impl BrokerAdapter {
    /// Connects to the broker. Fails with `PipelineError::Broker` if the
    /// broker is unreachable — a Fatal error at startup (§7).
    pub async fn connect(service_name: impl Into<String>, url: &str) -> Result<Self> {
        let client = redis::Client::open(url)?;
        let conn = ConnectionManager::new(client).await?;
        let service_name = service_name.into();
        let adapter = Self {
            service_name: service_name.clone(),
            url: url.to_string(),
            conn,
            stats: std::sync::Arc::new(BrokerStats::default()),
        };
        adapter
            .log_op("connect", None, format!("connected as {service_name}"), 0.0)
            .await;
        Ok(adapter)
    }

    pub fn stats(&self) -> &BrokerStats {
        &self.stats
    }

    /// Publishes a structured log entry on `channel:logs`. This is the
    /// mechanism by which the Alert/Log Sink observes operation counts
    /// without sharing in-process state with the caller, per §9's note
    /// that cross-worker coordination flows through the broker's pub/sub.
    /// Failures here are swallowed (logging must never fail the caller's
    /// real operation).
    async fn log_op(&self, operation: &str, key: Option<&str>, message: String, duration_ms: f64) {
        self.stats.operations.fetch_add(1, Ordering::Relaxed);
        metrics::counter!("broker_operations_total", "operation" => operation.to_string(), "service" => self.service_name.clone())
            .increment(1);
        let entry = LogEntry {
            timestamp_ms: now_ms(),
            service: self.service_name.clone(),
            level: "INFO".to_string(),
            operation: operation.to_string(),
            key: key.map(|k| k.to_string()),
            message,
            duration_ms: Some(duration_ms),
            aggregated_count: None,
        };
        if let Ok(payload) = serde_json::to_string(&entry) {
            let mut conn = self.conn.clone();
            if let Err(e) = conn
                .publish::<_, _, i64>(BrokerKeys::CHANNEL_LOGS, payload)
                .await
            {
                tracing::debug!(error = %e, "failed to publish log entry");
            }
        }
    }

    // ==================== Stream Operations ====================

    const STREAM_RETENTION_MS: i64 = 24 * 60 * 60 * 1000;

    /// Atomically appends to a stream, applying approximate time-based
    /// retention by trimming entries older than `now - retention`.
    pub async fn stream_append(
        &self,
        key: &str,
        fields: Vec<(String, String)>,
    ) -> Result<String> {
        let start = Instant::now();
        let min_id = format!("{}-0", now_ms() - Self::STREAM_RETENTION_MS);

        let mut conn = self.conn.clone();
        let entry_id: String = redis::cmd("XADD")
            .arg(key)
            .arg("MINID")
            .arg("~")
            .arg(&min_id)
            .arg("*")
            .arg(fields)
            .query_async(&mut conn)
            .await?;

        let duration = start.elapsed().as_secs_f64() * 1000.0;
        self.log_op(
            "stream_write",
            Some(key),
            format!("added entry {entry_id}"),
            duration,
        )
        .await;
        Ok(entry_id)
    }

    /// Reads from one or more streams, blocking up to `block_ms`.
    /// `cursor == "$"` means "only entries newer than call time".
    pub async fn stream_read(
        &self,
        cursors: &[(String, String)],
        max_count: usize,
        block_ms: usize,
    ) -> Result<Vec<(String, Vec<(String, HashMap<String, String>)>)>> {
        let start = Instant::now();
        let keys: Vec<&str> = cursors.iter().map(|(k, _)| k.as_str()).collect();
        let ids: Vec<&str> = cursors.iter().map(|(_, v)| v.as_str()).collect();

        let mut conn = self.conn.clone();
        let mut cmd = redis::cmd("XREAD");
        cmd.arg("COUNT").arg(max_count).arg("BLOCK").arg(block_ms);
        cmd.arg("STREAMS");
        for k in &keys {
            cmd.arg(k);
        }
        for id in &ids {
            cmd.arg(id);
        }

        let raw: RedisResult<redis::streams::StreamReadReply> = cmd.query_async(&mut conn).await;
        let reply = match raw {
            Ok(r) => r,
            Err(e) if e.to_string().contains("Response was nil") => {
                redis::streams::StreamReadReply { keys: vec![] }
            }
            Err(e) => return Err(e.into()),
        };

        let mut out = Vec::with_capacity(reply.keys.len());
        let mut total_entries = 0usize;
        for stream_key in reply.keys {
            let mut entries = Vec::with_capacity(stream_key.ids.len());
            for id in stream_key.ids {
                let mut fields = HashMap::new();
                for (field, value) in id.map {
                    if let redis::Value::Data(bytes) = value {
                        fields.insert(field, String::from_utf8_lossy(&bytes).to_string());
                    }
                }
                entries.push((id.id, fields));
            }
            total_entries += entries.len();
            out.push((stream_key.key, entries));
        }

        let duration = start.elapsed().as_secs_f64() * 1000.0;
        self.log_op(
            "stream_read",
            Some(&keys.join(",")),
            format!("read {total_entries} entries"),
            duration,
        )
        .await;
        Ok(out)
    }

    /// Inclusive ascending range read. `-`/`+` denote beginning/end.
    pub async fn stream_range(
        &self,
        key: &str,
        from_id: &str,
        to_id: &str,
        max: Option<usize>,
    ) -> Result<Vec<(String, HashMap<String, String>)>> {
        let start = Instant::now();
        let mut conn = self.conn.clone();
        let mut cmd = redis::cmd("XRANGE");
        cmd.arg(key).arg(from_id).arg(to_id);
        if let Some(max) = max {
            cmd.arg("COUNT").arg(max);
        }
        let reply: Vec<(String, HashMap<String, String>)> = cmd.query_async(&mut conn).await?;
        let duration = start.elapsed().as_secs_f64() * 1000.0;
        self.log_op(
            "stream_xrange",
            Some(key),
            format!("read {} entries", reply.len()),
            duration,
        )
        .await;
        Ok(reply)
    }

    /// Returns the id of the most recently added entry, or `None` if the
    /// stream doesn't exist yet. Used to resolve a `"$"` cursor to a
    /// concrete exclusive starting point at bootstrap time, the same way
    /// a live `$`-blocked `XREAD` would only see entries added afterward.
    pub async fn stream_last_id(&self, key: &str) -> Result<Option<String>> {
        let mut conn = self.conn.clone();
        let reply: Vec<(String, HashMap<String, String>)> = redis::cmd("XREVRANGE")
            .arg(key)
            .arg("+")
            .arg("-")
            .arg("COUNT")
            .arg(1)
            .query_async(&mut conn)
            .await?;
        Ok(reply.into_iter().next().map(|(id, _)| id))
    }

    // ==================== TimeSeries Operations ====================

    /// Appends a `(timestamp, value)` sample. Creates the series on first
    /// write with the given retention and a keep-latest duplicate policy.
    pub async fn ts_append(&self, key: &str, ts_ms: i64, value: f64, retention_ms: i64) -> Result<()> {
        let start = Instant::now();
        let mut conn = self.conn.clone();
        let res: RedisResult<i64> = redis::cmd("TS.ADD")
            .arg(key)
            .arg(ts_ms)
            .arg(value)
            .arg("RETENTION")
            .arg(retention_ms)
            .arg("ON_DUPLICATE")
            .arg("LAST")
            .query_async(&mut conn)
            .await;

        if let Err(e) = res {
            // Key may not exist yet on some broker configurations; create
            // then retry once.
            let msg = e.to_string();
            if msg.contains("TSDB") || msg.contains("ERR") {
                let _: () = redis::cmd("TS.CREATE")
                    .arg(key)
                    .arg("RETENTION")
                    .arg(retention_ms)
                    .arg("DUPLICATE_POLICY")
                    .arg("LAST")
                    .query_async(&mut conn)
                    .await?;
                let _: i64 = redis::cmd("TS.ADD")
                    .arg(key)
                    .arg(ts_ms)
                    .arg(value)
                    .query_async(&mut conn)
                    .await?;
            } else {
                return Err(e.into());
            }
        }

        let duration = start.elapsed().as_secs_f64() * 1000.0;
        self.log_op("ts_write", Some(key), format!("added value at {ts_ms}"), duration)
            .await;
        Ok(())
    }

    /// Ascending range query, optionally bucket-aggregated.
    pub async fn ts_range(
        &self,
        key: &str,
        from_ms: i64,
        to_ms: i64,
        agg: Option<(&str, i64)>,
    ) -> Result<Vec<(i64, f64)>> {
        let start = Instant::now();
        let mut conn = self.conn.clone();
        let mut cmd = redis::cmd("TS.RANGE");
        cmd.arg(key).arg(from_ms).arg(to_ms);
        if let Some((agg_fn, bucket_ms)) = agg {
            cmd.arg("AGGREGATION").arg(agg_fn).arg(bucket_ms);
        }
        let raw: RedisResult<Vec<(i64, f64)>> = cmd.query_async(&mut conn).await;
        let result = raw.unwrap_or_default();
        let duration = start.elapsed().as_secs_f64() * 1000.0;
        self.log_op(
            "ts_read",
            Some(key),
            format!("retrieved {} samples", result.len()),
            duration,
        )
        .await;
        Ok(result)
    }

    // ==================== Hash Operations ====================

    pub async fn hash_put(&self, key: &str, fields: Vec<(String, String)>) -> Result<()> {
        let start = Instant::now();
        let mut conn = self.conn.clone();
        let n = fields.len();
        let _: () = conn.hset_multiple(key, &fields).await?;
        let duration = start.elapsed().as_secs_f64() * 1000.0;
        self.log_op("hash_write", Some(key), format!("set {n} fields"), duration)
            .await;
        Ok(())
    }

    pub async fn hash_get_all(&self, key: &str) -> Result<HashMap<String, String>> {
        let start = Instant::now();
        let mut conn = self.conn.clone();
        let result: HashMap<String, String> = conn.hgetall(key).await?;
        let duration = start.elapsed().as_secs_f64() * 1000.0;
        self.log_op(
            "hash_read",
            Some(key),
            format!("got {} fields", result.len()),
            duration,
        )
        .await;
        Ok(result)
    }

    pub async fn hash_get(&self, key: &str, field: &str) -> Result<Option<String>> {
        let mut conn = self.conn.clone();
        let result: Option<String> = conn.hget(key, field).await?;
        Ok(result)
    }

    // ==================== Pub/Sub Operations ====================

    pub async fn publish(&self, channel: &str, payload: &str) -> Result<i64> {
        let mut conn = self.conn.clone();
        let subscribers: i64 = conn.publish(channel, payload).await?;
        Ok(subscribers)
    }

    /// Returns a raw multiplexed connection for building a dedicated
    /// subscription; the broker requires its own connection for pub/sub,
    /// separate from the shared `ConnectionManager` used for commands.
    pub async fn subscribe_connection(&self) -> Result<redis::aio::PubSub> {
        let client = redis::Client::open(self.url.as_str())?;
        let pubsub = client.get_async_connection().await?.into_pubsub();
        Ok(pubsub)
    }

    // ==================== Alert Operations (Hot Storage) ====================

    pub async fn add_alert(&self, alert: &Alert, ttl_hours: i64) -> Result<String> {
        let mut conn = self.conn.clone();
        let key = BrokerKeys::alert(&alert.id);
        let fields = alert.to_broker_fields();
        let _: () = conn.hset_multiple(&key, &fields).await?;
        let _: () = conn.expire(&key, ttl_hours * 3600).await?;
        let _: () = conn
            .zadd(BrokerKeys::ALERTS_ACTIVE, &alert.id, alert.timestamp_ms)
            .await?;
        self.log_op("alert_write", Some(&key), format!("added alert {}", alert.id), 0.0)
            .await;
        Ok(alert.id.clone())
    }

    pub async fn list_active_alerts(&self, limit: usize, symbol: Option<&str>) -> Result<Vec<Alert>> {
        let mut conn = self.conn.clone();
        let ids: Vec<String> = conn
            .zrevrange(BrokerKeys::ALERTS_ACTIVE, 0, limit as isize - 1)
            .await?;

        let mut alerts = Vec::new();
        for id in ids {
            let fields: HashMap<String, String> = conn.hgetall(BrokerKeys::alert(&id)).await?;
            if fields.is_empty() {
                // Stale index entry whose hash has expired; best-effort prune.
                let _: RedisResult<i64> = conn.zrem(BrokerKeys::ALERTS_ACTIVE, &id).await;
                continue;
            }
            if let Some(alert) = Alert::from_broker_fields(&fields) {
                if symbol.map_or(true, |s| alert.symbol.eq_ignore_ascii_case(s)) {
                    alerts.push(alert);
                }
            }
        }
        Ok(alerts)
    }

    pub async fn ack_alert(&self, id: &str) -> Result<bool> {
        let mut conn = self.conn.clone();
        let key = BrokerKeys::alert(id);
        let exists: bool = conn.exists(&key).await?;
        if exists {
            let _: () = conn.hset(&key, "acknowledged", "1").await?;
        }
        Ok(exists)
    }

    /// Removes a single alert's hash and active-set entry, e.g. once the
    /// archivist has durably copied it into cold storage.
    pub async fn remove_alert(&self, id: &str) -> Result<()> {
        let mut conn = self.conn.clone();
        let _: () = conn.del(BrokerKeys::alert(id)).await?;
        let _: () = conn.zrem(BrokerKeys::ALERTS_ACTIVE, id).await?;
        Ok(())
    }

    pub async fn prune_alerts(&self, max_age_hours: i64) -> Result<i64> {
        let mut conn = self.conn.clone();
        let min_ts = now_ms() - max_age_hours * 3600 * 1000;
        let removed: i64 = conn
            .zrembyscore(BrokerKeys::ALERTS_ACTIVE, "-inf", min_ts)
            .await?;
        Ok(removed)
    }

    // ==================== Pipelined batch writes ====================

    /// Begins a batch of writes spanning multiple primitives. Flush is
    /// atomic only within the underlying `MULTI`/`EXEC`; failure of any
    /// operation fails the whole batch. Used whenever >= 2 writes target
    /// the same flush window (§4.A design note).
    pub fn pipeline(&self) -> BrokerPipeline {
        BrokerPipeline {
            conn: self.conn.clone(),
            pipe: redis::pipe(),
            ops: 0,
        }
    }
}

::::::

- _EXERCISE PROMPT_
For each line of the material that contains the word "impl", make a copy.

- _SOLUTION FOR THIS PROBLEM_
impl BrokerAdapter {
    pub async fn connect(service_name: impl Into<String>, url: &str) -> Result<Self> {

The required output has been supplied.